Badan Pengelola Dana Perkebunan (BPDP) berhasil melakukan efisiensi anggaran sebesar Rp 2 triliun, menyisakan total pagu anggaran sebesar Rp 4 triliun untuk tahun 2025.
Badan Pengelola Dana Perkebunan (BPDP) mengumumkan pencapaian efisiensi anggaran sebesar Rp 2 triliun pada tahun 2025, mencerminkan pengurangan sebesar 33,81 persen dari pagu awal yang ditetapkan sebesar Rp 6,05 triliun. Direktur Utama BPDP, Eddy Abdurrachman, menyampaikan bahwa langkah ini diambil sebagai respon terhadap defisit yang dialami lembaga tersebut pada tahun sebelumnya.
Dalam rapat kerja dengan Komisi XI Dewan Perwakilan Rakyat (DPR) pada 17 Februari 2025, Eddy menjelaskan bahwa efisiensi anggaran ini akan mengarah pada pengurangan biaya operasional dan infrastruktur pendukung hingga 59,9 persen.

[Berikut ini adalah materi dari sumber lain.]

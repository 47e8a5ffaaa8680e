//! Classification outcomes

use crate::error::CoreError;
use chrono::{DateTime, Utc};
use serde::{Deserialize, Serialize};
use std::fmt;
use std::str::FromStr;

/// Probabilities strictly above this value are labelled phishing
pub const PHISHING_THRESHOLD: f64 = 0.5;

/// Classification label
#[derive(Debug, Clone, Copy, PartialEq, Eq, Hash, Serialize, Deserialize)]
pub enum Label {
    Phishing,
    Legitimate,
}

impl Label {
    /// Derive a label from the phishing-class probability.
    ///
    /// The comparison is strict, so exactly 0.5 resolves to `Legitimate`.
    pub fn from_probability(probability: f64) -> Self {
        if probability > PHISHING_THRESHOLD {
            Label::Phishing
        } else {
            Label::Legitimate
        }
    }

    pub fn as_str(&self) -> &'static str {
        match self {
            Label::Phishing => "Phishing",
            Label::Legitimate => "Legitimate",
        }
    }
}

impl fmt::Display for Label {
    fn fmt(&self, f: &mut fmt::Formatter<'_>) -> fmt::Result {
        f.write_str(self.as_str())
    }
}

impl FromStr for Label {
    type Err = CoreError;

    fn from_str(s: &str) -> Result<Self, Self::Err> {
        match s {
            "Phishing" => Ok(Label::Phishing),
            "Legitimate" => Ok(Label::Legitimate),
            other => Err(CoreError::UnknownLabel(other.to_string())),
        }
    }
}

/// Classification outcome for a URL
#[derive(Debug, Clone, PartialEq, Serialize, Deserialize)]
pub struct Verdict {
    /// URL exactly as submitted
    pub url: String,

    /// Derived label
    pub label: Label,

    /// Raw phishing-class probability in [0, 1]
    pub confidence: f64,

    /// When the verdict was first computed
    pub timestamp: DateTime<Utc>,
}

impl Verdict {
    /// Build a verdict from a probability, deriving the label
    pub fn from_probability(url: impl Into<String>, probability: f64, timestamp: DateTime<Utc>) -> Self {
        Self {
            url: url.into(),
            label: Label::from_probability(probability),
            confidence: probability,
            timestamp,
        }
    }

    pub fn is_phishing(&self) -> bool {
        self.label == Label::Phishing
    }
}

/// Where a returned verdict came from
#[derive(Debug, Clone, Copy, PartialEq, Eq, Serialize, Deserialize)]
#[serde(rename_all = "lowercase")]
pub enum VerdictSource {
    /// Rehydrated from the classification cache
    Cache,
    /// Computed by extraction and scoring on this call
    Fresh,
}

/// Append-only audit entry written when a user reports a URL
#[derive(Debug, Clone, PartialEq, Serialize, Deserialize)]
pub struct AuditRecord {
    pub user: String,
    pub url: String,
    pub prediction: Label,
    pub timestamp: DateTime<Utc>,
}

impl AuditRecord {
    pub fn new(user: impl Into<String>, verdict: &Verdict, timestamp: DateTime<Utc>) -> Self {
        Self {
            user: user.into(),
            url: verdict.url.clone(),
            prediction: verdict.label,
            timestamp,
        }
    }
}
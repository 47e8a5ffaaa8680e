//! Type system for PhishScan
//!
//! This module contains:
//! - The feature schema and feature vectors
//! - Verdicts and labels
//! - Audit records

pub mod feature;
pub mod verdict;

pub use feature::{FeatureName, FeatureVector, FEATURE_COUNT};
pub use verdict::{AuditRecord, Label, Verdict, VerdictSource, PHISHING_THRESHOLD};
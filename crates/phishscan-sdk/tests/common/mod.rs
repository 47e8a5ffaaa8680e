//! Common test utilities for SDK integration tests
#![allow(dead_code)]

use async_trait::async_trait;
use phishscan_core::{ExtractionError, FeatureVector};
use phishscan_runtime::{
    CacheRecord, FeatureExtractor, FeatureSource, RuntimeError, Scorer, VerdictStore,
};
use std::sync::atomic::{AtomicUsize, Ordering};
use std::sync::Arc;
use std::time::Duration;

pub const TINY_MODEL: &str = concat!(
    env!("CARGO_MANIFEST_DIR"),
    "/../phishscan-runtime/tests/fixtures/tiny_model.json"
);

/// Built-in extractor that counts calls
#[derive(Default)]
pub struct CountingExtractor {
    inner: FeatureExtractor,
    calls: AtomicUsize,
}

impl CountingExtractor {
    pub fn new() -> Arc<Self> {
        Arc::new(Self::default())
    }

    pub fn calls(&self) -> usize {
        self.calls.load(Ordering::SeqCst)
    }
}

impl FeatureSource for CountingExtractor {
    fn extract(&self, url: &str) -> Result<FeatureVector, ExtractionError> {
        self.calls.fetch_add(1, Ordering::SeqCst);
        self.inner.extract(url)
    }
}

/// Scorer returning a fixed probability, counting calls
pub struct FixedScorer {
    probability: f64,
    calls: AtomicUsize,
}

impl FixedScorer {
    pub fn new(probability: f64) -> Arc<Self> {
        Arc::new(Self {
            probability,
            calls: AtomicUsize::new(0),
        })
    }

    pub fn calls(&self) -> usize {
        self.calls.load(Ordering::SeqCst)
    }
}

impl Scorer for FixedScorer {
    fn score(&self, _vector: &FeatureVector) -> phishscan_runtime::Result<f64> {
        self.calls.fetch_add(1, Ordering::SeqCst);
        Ok(self.probability)
    }
}

/// Store whose every call fails
pub struct FailingStore;

#[async_trait]
impl VerdictStore for FailingStore {
    async fn get(&self, _url: &str) -> phishscan_runtime::Result<Option<CacheRecord>> {
        Err(RuntimeError::StoreUnavailable("connection refused".to_string()))
    }

    async fn put(&self, _record: &CacheRecord) -> phishscan_runtime::Result<()> {
        Err(RuntimeError::StoreUnavailable("connection refused".to_string()))
    }
}

/// Store that never answers within any sane timeout
pub struct StalledStore;

#[async_trait]
impl VerdictStore for StalledStore {
    async fn get(&self, _url: &str) -> phishscan_runtime::Result<Option<CacheRecord>> {
        tokio::time::sleep(Duration::from_secs(3600)).await;
        Ok(None)
    }

    async fn put(&self, _record: &CacheRecord) -> phishscan_runtime::Result<()> {
        tokio::time::sleep(Duration::from_secs(3600)).await;
        Ok(())
    }
}

/// Store that answers lookups but rejects writes
pub struct ReadOnlyStore;

#[async_trait]
impl VerdictStore for ReadOnlyStore {
    async fn get(&self, _url: &str) -> phishscan_runtime::Result<Option<CacheRecord>> {
        Ok(None)
    }

    async fn put(&self, _record: &CacheRecord) -> phishscan_runtime::Result<()> {
        Err(RuntimeError::StoreUnavailable("read-only replica".to_string()))
    }
}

Selain itu, belanja untuk layanan program juga mengalami pemangkasan sebesar 33,4 persen. Langkah-langkah ini diambil untuk memastikan bahwa dana yang ada dapat digunakan secara lebih efektif dan efisien, terutama dalam mengelola komoditas perkebunan strategis seperti kelapa sawit, kakao, dan kelapa.
Pangkas anggaran ini jelas berdampak pada kegiatan operasional BPDP, yang sebelumnya dikenal sebagai Badan Pengelola Dana Perkebunan Kelapa Sawit (BPDPKS), yang kini lebih luas dalam lingkup pengelolaannya. Penghematan yang dilakukan diharapkan tidak hanya menciptakan efisiensi biaya, tetapi juga dapat meningkatkan kinerja lembaga dalam mendukung sektor perkebunan di Indonesia, yang merupakan salah satu sumber pendapatan negara yang signifikan.
- Pemerintah Perkuat Regulasi ISPO untuk Tata Kelola Sawit Berkelanjutan (22 Maret 2026)
- Nasionalisasi Sawit dan Tantangan Pengawasan Jalan Umum di Indonesia (6 Maret 2026)
- Kebijakan dan Penegakan Hukum dalam Industri Kelapa Sawit: Dari Dukungan PAD hingga Penggeledahan Kasus Korupsi (2 Maret 2026)
- Kemenhut dan Satgas PKH Bersihkan Sawit Ilegal di Sumut (4 April 2026)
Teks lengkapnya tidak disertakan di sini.